Rodri, maestro de Manchester City, est dans le viseur. Florentino Pérez rêve de l'attirer au Bernabéu. Et comme souvent, le président madrilène ne compte pas foncer tête baissée. Il préfère les coups bien préparés, à long terme. Un plan se dessine… malin, chirurgical.
Rodri, c’est la cible premium, le fantasme de Pérez, et le seul pour qui la tirelire explosera. D’après Sport, le président du Real Madrid a été clair : pas de folies… sauf pour lui. À l'inverse, Xabi Alonso souhaiterait du renfort tout de suite au milieu. Mais Pérez, lui, prépare son coup pour 2026.
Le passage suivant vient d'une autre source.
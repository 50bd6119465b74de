use eframe::{
    Frame,
    egui::{
        Align, CentralPanel, Context, FontId, Grid, Key, Layout, Order, RichText, ScrollArea,
        TopBottomPanel, Visuals, Window,
    },
};
use strum::IntoEnumIterator;

use crate::{
    app::{Navigator, Page},
    config::PLOT_CONFIG,
    data::Backend,
    ui::{AnalystView, OverviewView, TopCoinsView, UI_CONFIG, UI_TEXT, UiStyleExt},
};

pub struct App {
    pub(crate) nav: Navigator,
    pub(crate) top_coins: TopCoinsView,
    pub(crate) overview: OverviewView,
    pub(crate) analyst: AnalystView,
    pub(crate) show_help: bool,
    api_base: String,
}

impl App {
    pub(crate) fn new(
        cc: &eframe::CreationContext<'_>,
        backend: Backend,
        api_base: String,
        start_page: &str,
    ) -> Self {
        setup_custom_visuals(&cc.egui_ctx);

        let mut app = Self::with_backend(backend, api_base);
        // Unknown ids were already logged; the default page stays
        let _ = app.nav.show_page(start_page);
        app.start_initial_loads(&cc.egui_ctx);
        app
    }

    pub fn with_backend(backend: Backend, api_base: String) -> Self {
        Self {
            nav: Navigator::default(),
            top_coins: TopCoinsView::new(backend.clone()),
            overview: OverviewView::new(backend.clone()),
            analyst: AnalystView::new(backend),
            show_help: false,
            api_base,
        }
    }

    /// Top coins and overview load at startup. The analyst page waits for a symbol.
    pub fn start_initial_loads(&mut self, ctx: &Context) {
        self.top_coins.load(ctx);
        self.overview.load(ctx);
    }

    pub fn reload_current(&mut self, ctx: &Context) {
        match self.nav.current() {
            Page::TopCoins => {
                self.top_coins.load(ctx);
            }
            Page::Overview => {
                self.overview.load(ctx);
            }
            Page::Analyst => {
                // The alert carries the message
                let _ = self.analyst.load(ctx);
            }
        }
    }

    pub(crate) fn poll_views(&mut self, ctx: &Context) {
        self.top_coins.poll(ctx);
        self.overview.poll(ctx);
        self.analyst.poll(ctx);
    }

    pub(crate) fn handle_global_shortcuts(&mut self, ctx: &Context) {
        if ctx.wants_keyboard_input() {
            // If the user typing in text box, don't trigger global hotkeys.
            return;
        }

        let (target, reload, toggle_help, escape) = ctx.input(|i| {
            (
                Page::iter().find(|p| i.key_pressed(p.shortcut())),
                i.key_pressed(Key::R),
                i.key_pressed(Key::H),
                i.key_pressed(Key::Escape),
            )
        });

        if let Some(page) = target {
            self.nav.show(page);
        }
        if reload {
            self.reload_current(ctx);
        }
        if toggle_help {
            self.show_help = !self.show_help;
        }
        if escape {
            self.show_help = false;
            self.analyst.close_alert();
        }
    }

    fn render_nav_bar(&mut self, ctx: &Context) {
        TopBottomPanel::top("nav_bar")
            .frame(UI_CONFIG.top_panel_frame())
            .show(ctx, |ui| {
                ui.horizontal(|ui| {
                    ui.label(
                        RichText::new(UI_TEXT.app_title.as_str())
                            .strong()
                            .color(UI_CONFIG.colors.heading),
                    );
                    ui.add_space(16.0);
                    for page in Page::iter() {
                        let selected = self.nav.current() == page;
                        if ui
                            .interactive_label(
                                page.title(),
                                selected,
                                UI_CONFIG.colors.nav_idle,
                                FontId::proportional(14.0),
                            )
                            .clicked()
                        {
                            self.nav.show(page);
                        }
                    }
                    ui.with_layout(Layout::right_to_left(Align::Center), |ui| {
                        if ui
                            .interactive_label(
                                &UI_TEXT.nav_help,
                                self.show_help,
                                PLOT_CONFIG.color_info,
                                FontId::proportional(12.0),
                            )
                            .clicked()
                        {
                            self.show_help = !self.show_help;
                        }
                    });
                });
            });
    }

    fn render_status_bar(&self, ctx: &Context) {
        TopBottomPanel::bottom("status_bar")
            .frame(UI_CONFIG.bottom_panel_frame())
            .show(ctx, |ui| {
                ui.horizontal(|ui| {
                    ui.metric(
                        &UI_TEXT.label_backend,
                        &self.api_base,
                        PLOT_CONFIG.color_text_neutral,
                    );
                    let busy = self.top_coins.is_loading()
                        || self.overview.is_loading()
                        || self.analyst.is_loading();
                    if busy {
                        ui.add_space(12.0);
                        ui.loading_indicator(&UI_TEXT.label_loading);
                    }
                });
            });
    }

    fn render_help_panel(&mut self, ctx: &Context) {
        Window::new(UI_TEXT.help_title.as_str())
            .open(&mut self.show_help)
            .resizable(false)
            .order(Order::Tooltip) // Plots draw on Foreground, so the window must sit above them
            .collapsible(false)
            .default_width(320.0)
            .show(ctx, |ui| {
                Grid::new("general_shortcuts_grid")
                    .num_columns(2)
                    .spacing([24.0, 6.0])
                    .striped(true)
                    .show(ui, |ui| {
                        for (key, description) in UI_TEXT.help_shortcuts {
                            ui.label(RichText::new(*key).strong().color(PLOT_CONFIG.color_warning));
                            ui.label(*description);
                            ui.end_row();
                        }
                    });
            });
    }

    /// One UI pass: drain finished fetches, react to keys, draw.
    pub(crate) fn run_frame(&mut self, ctx: &Context) {
        self.poll_views(ctx);
        self.handle_global_shortcuts(ctx);

        self.render_nav_bar(ctx);
        self.render_status_bar(ctx);
        self.render_current_page(ctx);
        if self.show_help {
            self.render_help_panel(ctx);
        }
    }

    fn render_current_page(&mut self, ctx: &Context) {
        CentralPanel::default()
            .frame(UI_CONFIG.central_panel_frame())
            .show(ctx, |ui| {
                ScrollArea::vertical()
                    .auto_shrink([false, false])
                    .show(ui, |ui| match self.nav.current() {
                        Page::TopCoins => self.top_coins.render(ui),
                        Page::Overview => self.overview.render(ui),
                        Page::Analyst => self.analyst.render(ui),
                    });
            });
    }
}

impl eframe::App for App {
    fn update(&mut self, ctx: &Context, _frame: &mut Frame) {
        self.run_frame(ctx);
    }
}

fn setup_custom_visuals(ctx: &Context) {
    let mut visuals = Visuals::dark();
    visuals.window_fill = UI_CONFIG.colors.central_panel;
    visuals.panel_fill = UI_CONFIG.colors.side_panel;
    visuals.widgets.noninteractive.fg_stroke.color = UI_CONFIG.colors.label;
    visuals.widgets.inactive.fg_stroke.color = UI_CONFIG.colors.label;
    visuals.widgets.hovered.fg_stroke.color = UI_CONFIG.colors.heading;
    visuals.widgets.active.fg_stroke.color = UI_CONFIG.colors.heading;
    ctx.set_visuals(visuals);
    ctx.style_mut(|s| s.interaction.selectable_labels = false);
}

#[cfg(test)]
mod tests {
    use super::*;
    use crate::ui::views::testing::{FakeApi, backend, ctx, poll_until};
    use eframe::egui::{Event, Modifiers, RawInput};
    use std::sync::Arc;

    fn key_press(key: Key) -> RawInput {
        RawInput {
            events: vec![Event::Key {
                key,
                physical_key: None,
                pressed: true,
                repeat: false,
                modifiers: Modifiers::NONE,
            }],
            ..Default::default()
        }
    }

    #[test]
    fn startup_loads_top_coins_and_overview_only() {
        let api = Arc::new(FakeApi::default());
        let ctx = ctx();
        let mut app = App::with_backend(backend(api.clone()), "http://test/api".into());

        app.start_initial_loads(&ctx);
        poll_until(|| {
            app.poll_views(&ctx);
            !app.top_coins.is_loading() && !app.overview.is_loading()
        });

        let mut calls = api.calls();
        calls.sort();
        assert_eq!(calls, ["overview", "top-coins"]);
        assert!(app.top_coins.chart().is_live());
        assert!(app.overview.chart().is_live());
        assert!(!app.analyst.chart().is_live());
    }

    #[test]
    fn number_keys_switch_pages() {
        let api = Arc::new(FakeApi::default());
        let ctx = ctx();
        let mut app = App::with_backend(backend(api), "http://test/api".into());

        let _ = ctx.run(key_press(Key::Num3), |ctx| app.handle_global_shortcuts(ctx));
        assert_eq!(app.nav.current(), Page::Analyst);

        let _ = ctx.run(key_press(Key::Num2), |ctx| app.handle_global_shortcuts(ctx));
        assert_eq!(app.nav.current(), Page::Overview);

        let _ = ctx.run(key_press(Key::H), |ctx| app.handle_global_shortcuts(ctx));
        assert!(app.show_help);
        let _ = ctx.run(key_press(Key::Escape), |ctx| app.handle_global_shortcuts(ctx));
        assert!(!app.show_help);
    }

    #[test]
    fn reload_on_analyst_page_with_blank_symbol_only_alerts() {
        let api = Arc::new(FakeApi::default());
        let ctx = ctx();
        let mut app = App::with_backend(backend(api.clone()), "http://test/api".into());

        app.nav.show(Page::Analyst);
        app.reload_current(&ctx);

        assert_eq!(app.analyst.alert(), Some("Enter a symbol first!"));
        assert!(api.calls().is_empty());
    }

    #[test]
    fn full_frame_renders_every_page() {
        let api = Arc::new(FakeApi::default());
        let ctx = ctx();
        let mut app = App::with_backend(backend(api), "http://test/api".into());
        app.start_initial_loads(&ctx);
        poll_until(|| {
            app.poll_views(&ctx);
            !app.top_coins.is_loading() && !app.overview.is_loading()
        });

        for page in Page::iter() {
            app.nav.show(page);
            let _ = ctx.run(RawInput::default(), |ctx| app.run_frame(ctx));
        }
        assert_eq!(app.nav.current(), Page::Analyst);
    }
}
Le contrat du joueur expire en juin 2027. L’idée ? Attendre patiemment l’été prochain pour un transfert, quand il ne lui restera qu’un an de bail, ou mieux, le récupérer gratuitement dans deux ans. En attendant, aucune offre ne sera envoyée à City. C’est la stratégie du serpent : immobile, silencieux… jusqu’au moment fatal.
Rodri ou personne
Malgré les noms soufflés par Xabi Alonso (Barella, Stiller, ...) Florentino reste inflexible. Le budget mercato a déjà bien fondu (182 M€ claqués cet été), et aucun autre nom ne fait vibrer le boss madrilène. Rodri coche toutes les cases : Espagnol, mature, ultra-complet, leader. Il est vu comme le successeur spirituel de Kroos, l’héritier idéal pour guider Bellingham et Camavinga.
Manchester City est prévenu. Le Real n’est pas pressé, mais il avance masqué. Et quand Pérez rêve, ce n’est jamais sans arrière-pensées.